Personally, I don't give a rodent's rear end how it's spelled (I think I can say that, heh) as long as I get what I'm asking for. Usually, I'll take the time to check it out with the waiter/waitress when I'm not in NM or Arizona. For what it's worth, I like Texas chilli (or any other state's version of the same dish for that matter). It frequently has some amount of some sort of chile in it, and it's a perfect companion to hot dogs, if you ask me. But it's very frustrating and tiring when I'm visiting my Southern California relatives that keep trying to take me to some new Mexican restaurant (note serious difference from New Mexican restaurant!) that has "real hot green chile, just how ya like it, Jon!" *SIGH* When that happens, I know I'm invariably in for a night of putting on a tolerant face and enjoying very bland chile. At least the tequila there is as good as it is here. smiley - winkeye


Post 5


Lets call the whole thing off.

Chile - from a transplanted traveller's point of view

Post 6


Born in Albuquerque and now living in Durango (not in NM but we get ABQ TV), I've always spelled it chili. Chile is the country in South America where the avocados come from in the off-season. ┬┐Verdad?

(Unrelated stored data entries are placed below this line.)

//! Source-language detection by script presence.
//! Any Han character classifies the text as Chinese, otherwise any Thai
//! character classifies it as Thai. Mixed text with a single Han character
//! is still Chinese: this is a presence test, not a majority vote.

use super::Language;

/// Classify `text`. Returns `None` for blank text or text in neither script.
pub fn detect(text: &str) -> Option<Language> {
    if text.trim().is_empty() {
        return None;
    }
    if text.chars().any(is_han) {
        return Some(Language::Zh);
    }
    if text.chars().any(is_thai) {
        return Some(Language::Th);
    }
    None
}

/// Detect, defaulting to the authoring language when the script is unknown.
pub fn detect_or_source(text: &str) -> Language {
    detect(text).unwrap_or(Language::SOURCE)
}

#[inline]
fn is_han(c: char) -> bool {
    matches!(c,
        '\u{3400}'..='\u{4DBF}'
        | '\u{4E00}'..='\u{9FFF}'
        | '\u{F900}'..='\u{FAFF}')
}

#[inline]
fn is_thai(c: char) -> bool {
    matches!(c, '\u{0E00}'..='\u{0E7F}')
}
use tracing::Subscriber;
use tracing_bunyan_formatter::{BunyanFormattingLayer, JsonStorageLayer};
use tracing_log::LogTracer;
use tracing_subscriber::{fmt::MakeWriter, layer::SubscriberExt, EnvFilter, Registry};

// compose subscriber
pub fn get_subscriber<Sink>(
    name: String,
    env_filter: String,
    sink: Sink,
) -> impl Subscriber + Send + Sync
// higher rank trait bound, means that the type can be converted to a writer
where
    Sink: for<'a> MakeWriter<'a> + Send + Sync + 'static,
{
    // fall back to the configured level if RUST_LOG is not set
    let env_filter = EnvFilter::try_from_default_env().unwrap_or_else(|_| EnvFilter::new(env_filter));

    let formatting_layer = BunyanFormattingLayer::new(name, sink);

    Registry::default()
        .with(env_filter)
        .with(JsonStorageLayer)
        .with(formatting_layer)
}

// register a subscriber as global default, once per process
pub fn init_subscriber(subscriber: impl Subscriber + Send + Sync) -> anyhow::Result<()> {
    // redirect all logs from the log crate to the tracing subscriber
    LogTracer::init()?;

    tracing::subscriber::set_global_default(subscriber)?;
    Ok(())
}
use std::collections::HashSet;

use once_cell::sync::Lazy;

use crate::errors::{Field, ValidationError};

mod city_name;
mod person;
mod person_email;
mod person_name;
mod phone_number;

pub use city_name::CityName;
pub use person::{Person, PersonRecord};
pub use person_email::PersonEmail;
pub use person_name::PersonName;
pub use phone_number::PhoneNumber;

// ASCII punctuation, ASCII whitespace (vertical tab and form feed included) and decimal digits
static NOT_LETTERS: Lazy<HashSet<char>> = Lazy::new(|| {
    let punctuation = (0u8..=127).map(char::from).filter(char::is_ascii_punctuation);
    let whitespace = [' ', '\t', '\n', '\r', '\x0b', '\x0c'];
    let digits = '0'..='9';

    punctuation.chain(whitespace).chain(digits).collect()
});

/// true when the text holds no punctuation, whitespace or digit
pub(crate) fn letters_only(text: &str) -> bool {
    !text.chars().any(|char| NOT_LETTERS.contains(&char))
}

/// builds the error for a rejected value and records it
pub(crate) fn reject(field: Field, value: String) -> ValidationError {
    tracing::debug!(field = %field, value = %value, "Rejected person field");
    ValidationError::new(field, value)
}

Chile - from a transplanted traveller's point of view

Post 7


Yeah, it's the same spelling as the South American country. But that's how it's spelled on nearly all menus and food articles here in NM. Has been since I moved here in 1984. *shrug* You see "chili" on a menu it most likely refers to something quite different than the food you get associated with the word "chile." I think I've been over this ground enough to sound like a total snob, but in reality I'm just trying to help out people who are not experienced in this when ordering food in this area. YMMV of course, but this is a common enough problem I thought I'd point it out for the travellers.

- JD

Chile - from a transplanted traveller's point of view

Post 8


It's kinda funny how two old New Mexicans such as ourselves have different ideas on how to spell chil(i/e). Really an easy slip-up to make too when both spellings are pronounced chill-ee by the English speaking public. I suppose the only real resolution to this debate would be to go to those Mexican restaurants run entirely by folks who speak nary a lick of English and listen to the differences between cheel-ay (chile) and cheel-ee (chili).

And furthermore, a couple or three of those huge margueritas they serve wouldn't be bad either. I'll get back to you once I've done my research and sobered up enough to type something other than vbhbhjbxdljgbblhjft hjzurlbbgl hrlbl.

Chile - from a transplanted traveller's point of view

Post 9


Chilli is in fact a Nahuatl word not spanish, it means chilli.